• DATA FOR THIS TASK:
== Segment start ==

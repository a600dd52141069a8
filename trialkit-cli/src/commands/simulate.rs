//! Run a whole session against a simulated respondent.
//!
//! The respondent answers test items with the 4PL probability of a correct
//! response at a fixed true ability. Trial records and the session summary
//! are printed as JSON lines.

use std::sync::Arc;

use anyhow::Result;
use async_trait::async_trait;
use clap::Args;
use rand::rngs::StdRng;
use rand::{Rng, SeedableRng};
use tokio::sync::Mutex;
use tracing::{debug, info};
use trialkit_core::assets::{AssetBatch, AssetKind};
use trialkit_core::selector::Zeta;
use trialkit_core::{
    AssetPreloader, AssetResolver, Collaborators, IrtEngine, MaxInformationEngine,
    SequentialEngine, Session, SessionSummary, TrialRecord, TrialRenderer, TrialRequest,
    TrialResponse, TrialSink,
};

use super::{SessionArgs, load_items, load_resolver};
use crate::config::{ConfigLoader, EngineKind, RawSimulationConfig};

/// Simulation arguments.
#[derive(Args, Debug)]
pub struct SimulateArgs {
    #[command(flatten)]
    pub session: SessionArgs,

    /// True ability of the simulated respondent
    #[arg(long, allow_negative_numbers = true)]
    pub theta: Option<f64>,

    /// Random seed
    #[arg(long)]
    pub seed: Option<u64>,

    /// Item selection strategy
    #[arg(long, value_enum)]
    pub engine: Option<EngineKind>,

    /// Print only the summary, not every trial record
    #[arg(long)]
    pub summary_only: bool,
}

/// Run simulate command.
pub async fn run(args: SimulateArgs) -> Result<()> {
    let mut overrides = args.session.overrides();
    overrides.simulation = RawSimulationConfig {
        true_theta: args.theta,
        seed: args.seed,
        engine: args.engine,
        ..Default::default()
    };
    let config = ConfigLoader::load(overrides)?;
    let sim = config.simulation.clone();

    let mut rng = StdRng::seed_from_u64(sim.seed);
    let items = load_items(&args.session.bank, &config.session, &mut rng)?;
    let resolver = load_resolver(args.session.assets.as_deref())?;

    let engine: Box<dyn IrtEngine> = match sim.engine {
        EngineKind::Sequential => Box::new(SequentialEngine::new()),
        EngineKind::MaxInformation => Box::new(MaxInformationEngine::new()),
    };

    let collaborators = Collaborators {
        resolver: Arc::clone(&resolver),
        preloader: Arc::new(ResolvingPreloader::new(resolver)),
        renderer: Arc::new(SimulatedRespondent::new(
            sim.true_theta,
            sim.latency_ms,
            sim.seed.wrapping_add(1),
        )),
        sink: Arc::new(JsonLinesSink::new(!args.summary_only)),
    };

    info!(
        true_theta = sim.true_theta,
        engine = ?sim.engine,
        seed = sim.seed,
        "Starting simulated session"
    );
    let session = Session::new(config.session, items, engine, collaborators, rng)?;
    let summary = session.run().await?;

    eprintln!(
        "Session {} ended ({}): {} presented, {} correct, theta {:.3} (true {:.3})",
        summary.session_id,
        summary.end_reason,
        summary.presented,
        summary.correct,
        summary.theta,
        sim.true_theta
    );
    Ok(())
}

/// Answers like a respondent of known ability.
pub struct SimulatedRespondent {
    theta: f64,
    latency_ms: u64,
    rng: Mutex<StdRng>,
}

impl SimulatedRespondent {
    pub fn new(theta: f64, latency_ms: u64, seed: u64) -> Self {
        Self {
            theta,
            latency_ms,
            rng: Mutex::new(StdRng::seed_from_u64(seed)),
        }
    }

    /// Probability of answering an item correctly. Items without norms are a
    /// coin flip.
    pub fn p_correct(&self, request: &TrialRequest) -> f64 {
        Zeta::from_item(&request.item)
            .map(|zeta| zeta.probability(self.theta))
            .filter(|p| p.is_finite())
            .unwrap_or(0.5)
            .clamp(0.0, 1.0)
    }
}

#[async_trait]
impl TrialRenderer for SimulatedRespondent {
    async fn present(&self, request: &TrialRequest) -> trialkit_core::Result<TrialResponse> {
        let p = self.p_correct(request);
        let mut rng = self.rng.lock().await;
        let is_correct = rng.gen_bool(p);
        let latency_ms = rng.gen_range(self.latency_ms / 2..=self.latency_ms + self.latency_ms / 2);
        debug!(item_id = %request.item.id, p, is_correct, "Simulated response");
        Ok(TrialResponse {
            is_correct,
            latency_ms,
            response_source: "simulated".to_string(),
        })
    }
}

/// Preloader that resolves every key of a batch.
pub struct ResolvingPreloader {
    resolver: Arc<dyn AssetResolver>,
}

impl ResolvingPreloader {
    pub fn new(resolver: Arc<dyn AssetResolver>) -> Self {
        Self { resolver }
    }
}

#[async_trait]
impl AssetPreloader for ResolvingPreloader {
    async fn preload(&self, batch: &AssetBatch) -> trialkit_core::Result<()> {
        let kinds = batch
            .images
            .iter()
            .map(|key| (AssetKind::Image, key))
            .chain(batch.audio.iter().map(|key| (AssetKind::Audio, key)));
        let resolved = kinds
            .filter(|(kind, key)| self.resolver.resolve(*kind, key).is_some())
            .count();
        debug!(
            batch = batch.index,
            assets = batch.asset_count(),
            resolved,
            "Preloaded asset batch"
        );
        Ok(())
    }
}

/// Prints records and the summary to stdout as JSON lines.
pub struct JsonLinesSink {
    print_records: bool,
}

impl JsonLinesSink {
    pub fn new(print_records: bool) -> Self {
        Self { print_records }
    }
}

#[async_trait]
impl TrialSink for JsonLinesSink {
    async fn record(&self, record: TrialRecord) -> trialkit_core::Result<()> {
        if self.print_records {
            println!("{}", serde_json::to_string(&record)?);
        }
        Ok(())
    }

    async fn finish(&self, summary: &SessionSummary) -> trialkit_core::Result<()> {
        println!("{}", serde_json::to_string(summary)?);
        Ok(())
    }
}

== Segment end ==

Note every line of the records that holds the word "AssetPreloader", and copy it.

• RESPONSE BELOW:
    AssetPreloader, AssetResolver, Collaborators, IrtEngine, MaxInformationEngine,
impl AssetPreloader for ResolvingPreloader {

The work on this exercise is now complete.